Sometimes it can come out that there's a bug in the device and you need to modify an existing device. Or someone third comes with an improvement that you would like to add. Or you may need to modify the device before you build it, because you cannot get the right part and the part you can get has different mechanical dimensions or electrical properties.
Being able to modify the device is a good thing. You don't need to spend time and money on transporting the device somewhere when you can do it yourself. You don't need to be dependent on a part which is difficult to get when you can use a replacement that differs in mechanical dimensions.

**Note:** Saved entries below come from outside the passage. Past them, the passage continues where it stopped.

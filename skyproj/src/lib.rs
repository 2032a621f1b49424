//! Sky projections for image pixel grids
//!
//! This crate maps 0-indexed pixel positions to celestial coordinates and
//! back, and re-expresses celestial coordinates between reference frames.
//! World coordinates are (longitude, latitude) pairs in degrees.
//!
//! # Projections
//!
//! - [`TanProjection`]: gnomonic (tangent plane) projection, the usual choice
//!   for narrow-field telescope images
//! - [`CarProjection`]: plate carrée, linear in longitude and latitude
//!
//! Both implement [`Projection`], which also provides vectorised grid
//! transforms over `ndarray` coordinate arrays.

pub mod car;
pub mod error;
pub mod frame;
pub mod projection;
pub mod spec;
pub mod tan;

pub use car::CarProjection;
pub use error::ProjectionError;
pub use frame::{convert, convert_grid, CelestialFrame};
pub use projection::Projection;
pub use spec::ProjectionSpec;
pub use tan::TanProjection;
//! Parallel failures are logged and the request is re-run serially

mod common;

use std::sync::{Arc, Mutex};

use common::{assert_images_close, random_image, tan_grid};
use log::{Level, LevelFilter, Log, Metadata, Record};
use reproject::{
    reproject, PartitionEvent, ReprojectConfig, ReprojectError, Reprojector, WorkerHooks,
};
use sky_math::{spherical_quad_overlap, GeometryError, Overlap, OverlapArea};
use skyproj::CelestialFrame;

/// Logger that keeps every record for inspection
struct CaptureLogger {
    records: Mutex<Vec<(Level, String)>>,
}

static LOGGER: CaptureLogger = CaptureLogger {
    records: Mutex::new(Vec::new()),
};

impl Log for CaptureLogger {
    fn enabled(&self, _metadata: &Metadata) -> bool {
        true
    }

    fn log(&self, record: &Record) {
        self.records
            .lock()
            .unwrap()
            .push((record.level(), record.args().to_string()));
    }

    fn flush(&self) {}
}

fn install_logger() {
    let _ = log::set_logger(&LOGGER);
    log::set_max_level(LevelFilter::Debug);
}

fn warnings_containing(needle: &str) -> usize {
    LOGGER
        .records
        .lock()
        .unwrap()
        .iter()
        .filter(|(level, msg)| *level == Level::Warn && msg.contains(needle))
        .count()
}

/// Overlap primitive that fails on threads whose name starts with `prefix`,
/// or everywhere when `prefix` is `None`
struct FailsOnWorkers {
    prefix: Option<&'static str>,
}

impl OverlapArea for FailsOnWorkers {
    fn overlap(
        &self,
        a_lon: &[f64; 4],
        a_lat: &[f64; 4],
        b_lon: &[f64; 4],
        b_lat: &[f64; 4],
    ) -> Result<Overlap, GeometryError> {
        let fails = match self.prefix {
            Some(prefix) => std::thread::current()
                .name()
                .is_some_and(|name| name.starts_with(prefix)),
            None => true,
        };
        if fails {
            return Err(GeometryError::NonFiniteVertex {
                lon: f64::NAN,
                lat: f64::NAN,
            });
        }
        spherical_quad_overlap(a_lon, a_lat, b_lon, b_lat)
    }
}

#[test]
fn test_worker_panic_falls_back_to_serial() {
    install_logger();
    let shape = (12, 16);
    let image = random_image(shape, 4);
    let src = tan_grid(shape, 0.01, 0.0, CelestialFrame::Icrs);
    let dst = tan_grid(shape, 0.01, 25.0, CelestialFrame::Galactic);

    let expected = reproject(&image, &src, &dst, shape, false).unwrap();

    let hooks = WorkerHooks::new().on_partition(|event| {
        if let PartitionEvent::Started { index: 1, .. } = event {
            panic!("simulated worker crash");
        }
    });
    let reprojector = Reprojector::new(ReprojectConfig::with_parallelism(4)).with_hooks(hooks);
    let result = reprojector.reproject(&image, &src, &dst, shape).unwrap();

    assert_images_close(&result.image, &expected.image, 1e-12);
    assert_images_close(&result.footprint, &expected.footprint, 1e-12);
    assert!(warnings_containing("simulated worker crash") >= 1);
    assert!(warnings_containing("Falling back to serial") >= 1);
}

#[test]
fn test_kernel_error_on_workers_falls_back_to_serial() {
    install_logger();
    let shape = (10, 10);
    let image = random_image(shape, 6);
    let src = tan_grid(shape, 0.01, 0.0, CelestialFrame::Icrs);
    let dst = tan_grid(shape, 0.01, 10.0, CelestialFrame::Icrs);

    let expected = reproject(&image, &src, &dst, shape, false).unwrap();

    let config = ReprojectConfig {
        thread_name_prefix: "flaky".to_string(),
        ..ReprojectConfig::with_parallelism(3)
    };
    let reprojector = Reprojector::new(config).with_overlap(Arc::new(FailsOnWorkers {
        prefix: Some("flaky"),
    }));
    let result = reprojector.reproject(&image, &src, &dst, shape).unwrap();

    assert_images_close(&result.image, &expected.image, 1e-12);
    assert_images_close(&result.footprint, &expected.footprint, 1e-12);
    assert!(warnings_containing("Non-finite vertex") >= 1);
}

#[test]
fn test_serial_failure_after_fallback_propagates() {
    install_logger();
    let shape = (6, 6);
    let image = random_image(shape, 8);
    let src = tan_grid(shape, 0.01, 0.0, CelestialFrame::Icrs);

    let reprojector = Reprojector::new(ReprojectConfig::with_parallelism(2))
        .with_overlap(Arc::new(FailsOnWorkers { prefix: None }));

    match reprojector.reproject(&image, &src, &src, shape) {
        Err(ReprojectError::Geometry(GeometryError::NonFiniteVertex { .. })) => {}
        other => panic!("expected the serial error to propagate, got {other:?}"),
    }
}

For the first kind of modification there are schematics and drawings that you can use. These are made in free software so you can install the software necessary for editing them without paying royalties. For some modules like Twister2 you even get a special chapter devoted to repairing.
For the second kind of modifications you have the printerd boards designed in the free software called PCB. Let's say you cannot get switches in the right footprint and the ones you can get cannot be inserted into the existing 12 big holes in the top of the board as you see on the left side. Then you can download PCB, and install it on your computer. Do you have an operating system where PCB doesn't run? No problem, you can download Linux for free and install it on a spare partition. Then you load the .pcb file into PCB and change sizes and positions of the holes and possibly move the traces around them a bit. You save the board into Gerber files and you are ready to send the modified version to the manufacturer.
Or what if you want to save cost on the switches altogether, when you know the Twister2 will be connected exclusively into a switch and never into a PC? Then you can easily short circuit the traces in the schematic editor and you can use the same films for soldermask and silkscreen and change only the copper layers, which saves you substantial price for film development by the manufacturer.
This wide variety of possible modifications is not possible with commercial designs or with designs where the PCBs or schematics are designed in proprietary programs. You surely don't want to buy a proprietary program just because your shop sells a bit different switches.
The situation actually already happened with crystal oscillators. The original spec of the oscillator was DIL14 and people were complaining they could get only DIL8 ones. Everyone could make a modification quite easily. It wasn't done by anyone, but it could have been done easily. Finally I added the modification into the official version so now the board supports both.
The same situation can easily happen with connectors, coils or capacitors. We attempt to design in a way which is as portable as possible, however it can happen that someone can get only an exotic version of some component.